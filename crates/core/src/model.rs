//! Source records and the merged patient row

use chrono::{DateTime, FixedOffset, NaiveDate};
use serde::{Deserialize, Deserializer, Serialize};
use serde_json::Value as JsonValue;

use crate::iso::parse_iso_datetime;
use crate::row::RowValue;

/// One person as returned by the demographic generator
#[derive(Debug, Clone, Deserialize, PartialEq)]
#[serde(rename_all = "camelCase")]
pub struct RawPersonRecord {
    #[serde(default, deserialize_with = "one_or_many")]
    pub name: Vec<PersonName>,
    #[serde(default)]
    pub gender: String,
    #[serde(deserialize_with = "calendar_date")]
    pub birth_date: NaiveDate,
    #[serde(default, deserialize_with = "one_or_many")]
    pub address: Vec<PersonAddress>,
}

#[derive(Debug, Clone, Default, Deserialize, PartialEq)]
pub struct PersonName {
    #[serde(default)]
    pub given: Vec<String>,
    #[serde(default)]
    pub family: String,
}

#[derive(Debug, Clone, Default, Deserialize, PartialEq)]
#[serde(rename_all = "camelCase")]
pub struct PersonAddress {
    #[serde(default)]
    pub line: Vec<String>,
    #[serde(default, deserialize_with = "string_or_number")]
    pub postal_code: String,
    #[serde(default)]
    pub city: String,
}

impl RawPersonRecord {
    pub fn first_name(&self) -> &str {
        self.name
            .first()
            .and_then(|n| n.given.first())
            .map(String::as_str)
            .unwrap_or_default()
    }

    pub fn last_name(&self) -> &str {
        self.name.first().map(|n| n.family.as_str()).unwrap_or_default()
    }

    fn primary_address(&self) -> Option<&PersonAddress> {
        self.address.first()
    }

    pub fn street(&self) -> &str {
        self.primary_address()
            .and_then(|a| a.line.first())
            .map(String::as_str)
            .unwrap_or_default()
    }

    pub fn postal_code(&self) -> &str {
        self.primary_address()
            .map(|a| a.postal_code.as_str())
            .unwrap_or_default()
    }

    pub fn city(&self) -> &str {
        self.primary_address()
            .map(|a| a.city.as_str())
            .unwrap_or_default()
    }
}

/// One administrative record from the mock-data batch endpoint
#[derive(Debug, Clone, Deserialize, PartialEq)]
pub struct RawMockRecord {
    #[serde(rename = "PID", default)]
    pub pid: JsonValue,
    #[serde(rename = "SSN", default)]
    pub ssn: JsonValue,
    #[serde(rename = "TreatmentType", default)]
    pub treatment_type: String,
    #[serde(rename = "InsuranceType", default)]
    pub insurance_type: String,
    #[serde(rename = "DateOfDeparture", default)]
    pub date_of_departure: Option<String>,

    /// Fields the importer does not interpret
    #[serde(flatten)]
    pub extra: serde_json::Map<String, JsonValue>,
}

impl RawMockRecord {
    pub fn treatment_category(&self) -> TreatmentCategory {
        TreatmentCategory::from(self.treatment_type.as_str())
    }

    /// The departure date, if the source string is a valid ISO date
    pub fn departure_date(&self) -> Option<DateTime<FixedOffset>> {
        self.date_of_departure.as_deref().and_then(parse_iso_datetime)
    }
}

/// Care setting of a treatment
#[derive(Debug, Clone, PartialEq, Eq)]
pub enum TreatmentCategory {
    /// Same-day entry and departure
    Ambulant,
    /// Multi-day stay with a morning discharge
    Stationary,
    Other(String),
}

impl From<&str> for TreatmentCategory {
    fn from(value: &str) -> Self {
        match value.trim().to_ascii_lowercase().as_str() {
            "ambulant" => TreatmentCategory::Ambulant,
            "stationary" => TreatmentCategory::Stationary,
            _ => TreatmentCategory::Other(value.to_string()),
        }
    }
}

/// Which end of a stay a derived date describes
#[derive(Debug, Clone, Copy, PartialEq, Eq)]
pub enum DateRole {
    Entry,
    Departure,
}

/// A merged row of the `Patient` table, minus the generated `ID`
#[derive(Debug, Clone, Serialize, PartialEq)]
#[serde(rename_all = "PascalCase")]
pub struct NormalizedPatientRow {
    pub pid: RowValue,
    pub ssn: RowValue,
    pub first_name: String,
    pub last_name: String,
    pub gender: String,
    /// ISO-8601 instant at UTC midnight
    pub birth_date: String,
    pub treatment_type: String,
    pub insurance_type: String,
    pub addr_street: String,
    pub addr_zip: String,
    pub addr_city: String,
    pub date_of_entry: DateTime<FixedOffset>,
    pub date_of_departure: Option<DateTime<FixedOffset>>,
}

#[derive(Deserialize)]
#[serde(untagged)]
enum OneOrMany<T> {
    Many(Vec<T>),
    One(T),
}

fn one_or_many<'de, D, T>(deserializer: D) -> Result<Vec<T>, D::Error>
where
    D: Deserializer<'de>,
    T: Deserialize<'de>,
{
    Ok(match Option::<OneOrMany<T>>::deserialize(deserializer)? {
        Some(OneOrMany::Many(values)) => values,
        Some(OneOrMany::One(value)) => vec![value],
        None => Vec::new(),
    })
}

fn calendar_date<'de, D>(deserializer: D) -> Result<NaiveDate, D::Error>
where
    D: Deserializer<'de>,
{
    let raw = String::deserialize(deserializer)?;
    parse_iso_datetime(&raw)
        .map(|dt| dt.date_naive())
        .ok_or_else(|| serde::de::Error::custom(format!("invalid birth date: {raw:?}")))
}

fn string_or_number<'de, D>(deserializer: D) -> Result<String, D::Error>
where
    D: Deserializer<'de>,
{
    match JsonValue::deserialize(deserializer)? {
        JsonValue::String(s) => Ok(s),
        JsonValue::Number(n) => Ok(n.to_string()),
        JsonValue::Null => Ok(String::new()),
        other => Err(serde::de::Error::custom(format!(
            "expected string or number, got {other}"
        ))),
    }
}

#[cfg(test)]
mod tests {
    use super::*;
    use serde_json::json;

    #[test]
    fn person_record_accepts_fhir_arrays() {
        let record: RawPersonRecord = serde_json::from_value(json!({
            "name": [{"given": ["Anna", "Maria"], "family": "Muster"}],
            "gender": "female",
            "birthDate": "1985-03-04",
            "address": [{"line": ["Bahnhofstrasse 1"], "postalCode": "3000", "city": "Bern"}]
        }))
        .unwrap();

        assert_eq!(record.first_name(), "Anna");
        assert_eq!(record.last_name(), "Muster");
        assert_eq!(record.birth_date, NaiveDate::from_ymd_opt(1985, 3, 4).unwrap());
        assert_eq!(record.street(), "Bahnhofstrasse 1");
        assert_eq!(record.postal_code(), "3000");
        assert_eq!(record.city(), "Bern");
    }

    #[test]
    fn person_record_accepts_single_objects_and_numeric_zip() {
        let record: RawPersonRecord = serde_json::from_value(json!({
            "name": {"given": ["Peter"], "family": "Meier"},
            "gender": "male",
            "birthDate": "1970-01-02T08:30:00.000Z",
            "address": {"line": ["Hauptgasse 7"], "postalCode": 4500, "city": "Solothurn"}
        }))
        .unwrap();

        assert_eq!(record.first_name(), "Peter");
        assert_eq!(record.birth_date, NaiveDate::from_ymd_opt(1970, 1, 2).unwrap());
        assert_eq!(record.postal_code(), "4500");
    }

    #[test]
    fn person_record_without_name_or_address_yields_empty_fields() {
        let record: RawPersonRecord =
            serde_json::from_value(json!({"birthDate": "1990-12-31"})).unwrap();
        assert_eq!(record.first_name(), "");
        assert_eq!(record.last_name(), "");
        assert_eq!(record.street(), "");
        assert_eq!(record.city(), "");
    }

    #[test]
    fn person_record_rejects_invalid_birth_date() {
        let result: Result<RawPersonRecord, _> =
            serde_json::from_value(json!({"birthDate": "not a date"}));
        assert!(result.is_err());
    }

    #[test]
    fn mock_record_keeps_passthrough_fields() {
        let record: RawMockRecord = serde_json::from_value(json!({
            "PID": 42,
            "SSN": "756.1234.5678.97",
            "TreatmentType": "Stationary",
            "InsuranceType": "private",
            "DateOfDeparture": "",
            "Ward": "B2"
        }))
        .unwrap();

        assert_eq!(record.pid, json!(42));
        assert_eq!(record.treatment_category(), TreatmentCategory::Stationary);
        assert_eq!(record.departure_date(), None);
        assert_eq!(record.extra.get("Ward"), Some(&json!("B2")));
    }

    #[test]
    fn treatment_category_falls_back_to_other() {
        assert_eq!(TreatmentCategory::from("ambulant"), TreatmentCategory::Ambulant);
        assert_eq!(
            TreatmentCategory::from("day-clinic"),
            TreatmentCategory::Other("day-clinic".to_string())
        );
    }
}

What to work on:
Each line of the material that contains the string "stay" has to be copied out.

Response area:
    /// Multi-day stay with a morning discharge
/// Which end of a stay a derived date describes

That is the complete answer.